There are many lessons to take from the Libyan war. We have much more power to do harm than we have to do good, particularly when we’re talking about the application of military force. We are, in general, much more ignorant than we realize about the internal conditions in other countries, and these conditions matter much more to outcomes than we realize. Just because a given operation is designed to minimize direct risk to American assets doesn’t mean that we won’t have incurred obligations and commitments that will pose risks down the road. And so forth – all arguments that have been made on Larison’s blog and elsewhere in TAC.

But another lesson is that thinking in terms of narrative satisfaction can blind us to the reality of conditions that will actually determine the outcome. Just because it would be a lot more satisfying, emotionally, for the next “beat” to be for Qaddafi to fall, doesn’t mean that’s the beat we’re going to get. And if we “force” a re-write, we’re in a whole new story altogether.

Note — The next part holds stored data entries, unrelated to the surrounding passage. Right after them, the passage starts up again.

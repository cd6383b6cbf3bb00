use std::sync::Arc;

use anyhow::Result;
use chrono::Local;

use enhanced_logger::config::{self, Settings};
use enhanced_logger::level::LogLevel;
use enhanced_logger::logger::{combine, Logger};
use enhanced_logger::summary::{self, RunInfo, SummaryGuard};

fn main() -> Result<()> {
    // Diagnostics of the logging subsystem itself go through tracing
    tracing_subscriber::fmt()
        .with_env_filter(
            tracing_subscriber::EnvFilter::try_from_default_env()
                .unwrap_or_else(|_| "enhanced_logger=info".into()),
        )
        .init();

    let settings = Settings::load_or_default();
    let product = settings.product_name.clone();
    let run = RunInfo::new(
        &product,
        &settings.product_version,
        concat!("rust ", env!("CARGO_PKG_RUST_VERSION")),
    );
    let retention_days = settings.retention_days;

    let logger = Arc::new(Logger::new(settings));

    // A failed summary location degrades to console-only logging
    let guard = match summary::init_summary_file(&config::data_root(), &product, Local::now()) {
        Ok(file) => {
            tracing::info!("Writing log summary to: {}", file.path.display());
            Some(SummaryGuard::new(logger.cache(), file, run))
        }
        Err(e) => {
            tracing::warn!("File logging disabled: {}", e);
            None
        }
    };

    if let Ok(count) =
        summary::cleanup_old_summaries_with_retention(&config::summary_dir(), retention_days)
    {
        if count > 0 {
            tracing::info!("Cleaned up {} old summary files", count);
        }
    }

    logger.set_level(LogLevel::Verbose);
    logger.info("Starting up");
    logger.success("Connected to asset server");
    for _ in 0..3 {
        logger.warning("Retrying connection");
    }

    logger.console_on(LogLevel::Debug, Some("Player"), "Spawned at origin");
    logger.console_on(LogLevel::Error, None, "Health component missing");
    logger.error(combine(&["Save failed", "disk full"]));

    logger.set_level(LogLevel::Warning);
    logger.info("This line is filtered out");
    logger.verbose("So is this one");

    // The guard would also flush on drop; flushing here makes the exit explicit
    if let Some(guard) = &guard {
        guard.flush();
        tracing::info!("Summary written to: {}", guard.path().display());
    }

    Ok(())
}
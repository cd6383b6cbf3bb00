//! Leveled console logger feeding the summary cache
//!
//! The logger is an explicitly constructed service: build one at the
//! composition root, share it with `Arc`, and register a `SummaryGuard` so
//! the aggregated summary is written at shutdown. Call sites are captured
//! through `#[track_caller]`, so every line names the file and line that
//! produced it.

use std::io::Write;
use std::panic::Location;
use std::path::Path;
use std::sync::{Arc, RwLock};

use crate::config::Settings;
use crate::level::LogLevel;
use crate::summary::SummaryCache;

/// Placeholder rendered when a subject was expected but is missing
const UNNAMED_SUBJECT: &str = "<unnamed>";

/// Leveled logger with a severity threshold and summary aggregation
pub struct Logger {
    settings: RwLock<Settings>,
    cache: Arc<SummaryCache>,
}

impl Logger {
    /// Create a logger from the given settings
    pub fn new(settings: Settings) -> Self {
        Self {
            settings: RwLock::new(settings),
            cache: Arc::new(SummaryCache::new()),
        }
    }

    /// Cache handle for wiring up a summary guard
    pub fn cache(&self) -> Arc<SummaryCache> {
        Arc::clone(&self.cache)
    }

    /// Get the current threshold level
    pub fn current_level(&self) -> LogLevel {
        self.settings
            .read()
            .map(|s| s.current_level)
            .unwrap_or(LogLevel::Info)
    }

    /// Change the threshold level at runtime
    pub fn set_level(&self, level: LogLevel) {
        if let Ok(mut settings) = self.settings.write() {
            settings.current_level = level;
        }
    }

    /// For catastrophic errors that break the application
    #[track_caller]
    pub fn error(&self, message: impl AsRef<str>) {
        self.log(LogLevel::Error, None, message.as_ref(), Location::caller());
    }

    /// For severe issues that should not be ignored
    #[track_caller]
    pub fn warning(&self, message: impl AsRef<str>) {
        self.log(LogLevel::Warning, None, message.as_ref(), Location::caller());
    }

    /// For temporary messages during development of a module
    #[track_caller]
    pub fn debug(&self, message: impl AsRef<str>) {
        self.log(LogLevel::Debug, None, message.as_ref(), Location::caller());
    }

    /// For general information that is useful to know
    #[track_caller]
    pub fn info(&self, message: impl AsRef<str>) {
        self.log(LogLevel::Info, None, message.as_ref(), Location::caller());
    }

    /// For successful operations or states
    #[track_caller]
    pub fn success(&self, message: impl AsRef<str>) {
        self.log(LogLevel::Success, None, message.as_ref(), Location::caller());
    }

    /// For detail that would drown the info level
    #[track_caller]
    pub fn verbose(&self, message: impl AsRef<str>) {
        self.log(LogLevel::Verbose, None, message.as_ref(), Location::caller());
    }

    /// Log at an explicitly chosen level
    #[track_caller]
    pub fn console(&self, level: LogLevel, message: impl AsRef<str>) {
        self.log(level, None, message.as_ref(), Location::caller());
    }

    /// Log at an explicitly chosen level, naming the subject the message is about
    ///
    /// A missing subject degrades to a placeholder rather than an error.
    #[track_caller]
    pub fn console_on(&self, level: LogLevel, subject: Option<&str>, message: impl AsRef<str>) {
        self.log(
            level,
            Some(subject.unwrap_or(UNNAMED_SUBJECT)),
            message.as_ref(),
            Location::caller(),
        );
    }

    fn log(&self, level: LogLevel, subject: Option<&str>, message: &str, location: &Location<'_>) {
        let (prefix, write_to_file) = match self.settings.read() {
            Ok(settings) => {
                if !level.visible_under(settings.current_level) {
                    return;
                }
                (settings.prefix(level).to_string(), settings.write_to_file)
            }
            // A poisoned settings lock silences output rather than panicking
            Err(_) => return,
        };

        let line = format_line(&prefix, location, subject, message);

        // stderr failures are swallowed; logging must never crash the host
        let _ = writeln!(std::io::stderr(), "{}", line);

        if write_to_file {
            self.cache.record(&line);
        }
    }
}

/// Format the final message text: prefix, call site, optional subject, user text
fn format_line(
    prefix: &str,
    location: &Location<'_>,
    subject: Option<&str>,
    message: &str,
) -> String {
    let file_stem = Path::new(location.file())
        .file_stem()
        .and_then(|s| s.to_str())
        .unwrap_or(location.file());

    match subject {
        Some(subject) => format!(
            "{} | {} ({}) on {} : {}",
            prefix,
            file_stem,
            location.line(),
            subject,
            message
        ),
        None => format!(
            "{} | {} ({}) : {}",
            prefix,
            file_stem,
            location.line(),
            message
        ),
    }
}

/// Join message parts with ` : `, skipping empty parts
pub fn combine(parts: &[&str]) -> String {
    parts
        .iter()
        .filter(|part| !part.is_empty())
        .copied()
        .collect::<Vec<_>>()
        .join(" : ")
}

#[cfg(test)]
mod tests {
    use super::*;

    fn logger_at(level: LogLevel) -> Logger {
        let mut settings = Settings::default();
        settings.current_level = level;
        Logger::new(settings)
    }

    #[test]
    fn test_below_threshold_messages_do_not_reach_the_cache() {
        let logger = logger_at(LogLevel::Info);

        logger.verbose("too chatty");
        logger.success("also filtered");
        assert!(logger.cache().is_empty());

        logger.error("kept");
        assert_eq!(logger.cache().len(), 1);
    }

    #[test]
    fn test_none_threshold_drops_everything() {
        let logger = logger_at(LogLevel::None);
        logger.error("even errors");
        assert!(logger.cache().is_empty());
    }

    #[test]
    fn test_write_to_file_gate_keeps_cache_empty() {
        let mut settings = Settings::default();
        settings.write_to_file = false;
        let logger = Logger::new(settings);

        logger.error("shown but not aggregated");
        assert!(logger.cache().is_empty());
    }

    #[test]
    fn test_recorded_line_is_fully_formatted() {
        let logger = logger_at(LogLevel::Verbose);
        logger.error("boom");

        let drained = logger.cache().drain();
        assert_eq!(drained.len(), 1);

        let line = &drained[0].0;
        assert!(line.starts_with("[ERROR] | logger ("));
        assert!(line.ends_with(") : boom"));
    }

    #[test]
    fn test_console_on_names_the_subject() {
        let logger = logger_at(LogLevel::Verbose);
        logger.console_on(LogLevel::Debug, Some("Player"), "spawned");

        let drained = logger.cache().drain();
        assert!(drained[0].0.contains(") on Player : spawned"));
    }

    #[test]
    fn test_missing_subject_degrades_to_placeholder() {
        let logger = logger_at(LogLevel::Verbose);
        logger.console_on(LogLevel::Debug, None, "spawned");

        let drained = logger.cache().drain();
        assert!(drained[0].0.contains(") on <unnamed> : spawned"));
    }

    #[test]
    fn test_identical_call_sites_aggregate() {
        let logger = logger_at(LogLevel::Verbose);
        for _ in 0..3 {
            logger.info("retrying");
        }

        // Same loop body means same file and line, so one entry with count 3
        let drained = logger.cache().drain();
        assert_eq!(drained.len(), 1);
        assert_eq!(drained[0].1.count, 3);
    }

    #[test]
    fn test_set_level_changes_filtering() {
        let logger = logger_at(LogLevel::Verbose);
        assert_eq!(logger.current_level(), LogLevel::Verbose);

        logger.set_level(LogLevel::Error);
        assert_eq!(logger.current_level(), LogLevel::Error);

        logger.warning("now filtered");
        assert!(logger.cache().is_empty());
    }

    #[test]
    fn test_combine_joins_and_skips_empty_parts() {
        assert_eq!(combine(&["a", "b"]), "a : b");
        assert_eq!(combine(&["a", "", "c"]), "a : c");
        assert_eq!(combine(&["only"]), "only");
        assert_eq!(combine(&[]), "");
    }
}
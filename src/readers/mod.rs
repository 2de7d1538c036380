pub mod dataset_source;

pub use dataset_source::{
    parse_dataset, DatasetSource, FileDatasetSource, HttpDatasetSource, InMemoryDatasetSource,
};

Because this is my blog, you know what I’m going to do now. I’m going to go to Shakespeare, who, as always, was way ahead of all of us. Remember that scene in Julius Caesar that started the whole tidal metaphor thing?

BRUTUS
What do you think
Of marching to Philippi presently?

CASSIUS
I do not think it good.

BRUTUS
Your reason?

CASSIUS
This it is:
‘Tis better that the enemy seek us:
So shall he waste his means, weary his soldiers,
Doing himself offence; whilst we, lying still,
Are full of rest, defense, and nimbleness.

BRUTUS
Good reasons must, of force, give place to better.
The people ‘twixt Philippi and this ground
Do stand but in a forced affection;
For they have grudged us contribution:
The enemy, marching along by them,
By them shall make a fuller number up,
Come on refresh’d, new-added, and encouraged;
From which advantage shall we cut him off,
If at Philippi we do face him there,
These people at our back.

CASSIUS
Hear me, good brother.

BRUTUS
Under your pardon. You must note beside,
That we have tried the utmost of our friends,
Our legions are brim-full, our cause is ripe:
The enemy increaseth every day;
We, at the height, are ready to decline.
There is a tide in the affairs of men,
Which, taken at the flood, leads on to fortune;
Omitted, all the voyage of their life
Is bound in shallows and in miseries.
On such a full sea are we now afloat;
And we must take the current when it serves,
Or lose our ventures.

Brutus sounds like he’s winning this argument. But he isn’t. Cassius knows the correlation of forces is already against him, and that a direct confrontation is likely to prove fatal. He is trying to conserve the assets he knows he has. Brutus’s response says nothing about the likelihood of actually winning at Philippi. He just expects the correlation of forces to get even worse, so he figures it’s better to take the gamble now. And not even trying to win would be too unsatisfying to consider. He’s not worried about sinking. He’s worried about a life “bound in shallows and in miseries.”

Brutus’s counsel is the right one for a drama. We like characters who say “never tell me the odds” and just go for it. They’re romantic. But under the surface, it’s the counsel of despair, of somebody who expects to lose and just wants to lose gallantly. Brutus, the “noblest Roman of them all,” was also a self-righteous prig lousy at retaining allies and stupid enough to let his most dangerous enemy go – and, before that, was pathetically easy for Cassius to manipulate into a “venture” that never had very good odds of success. Does this sound like somebody who would have been a successful ruler for Rome? Who would even have had the chance to be the ruler, even if fortune brought him victory at Philippi?

The story we’d write, if we sent the 82nd airborne to Philippi, would be far less narratively-satisfying than we imagine. How much less so than that when we’ve no Brutus to champion.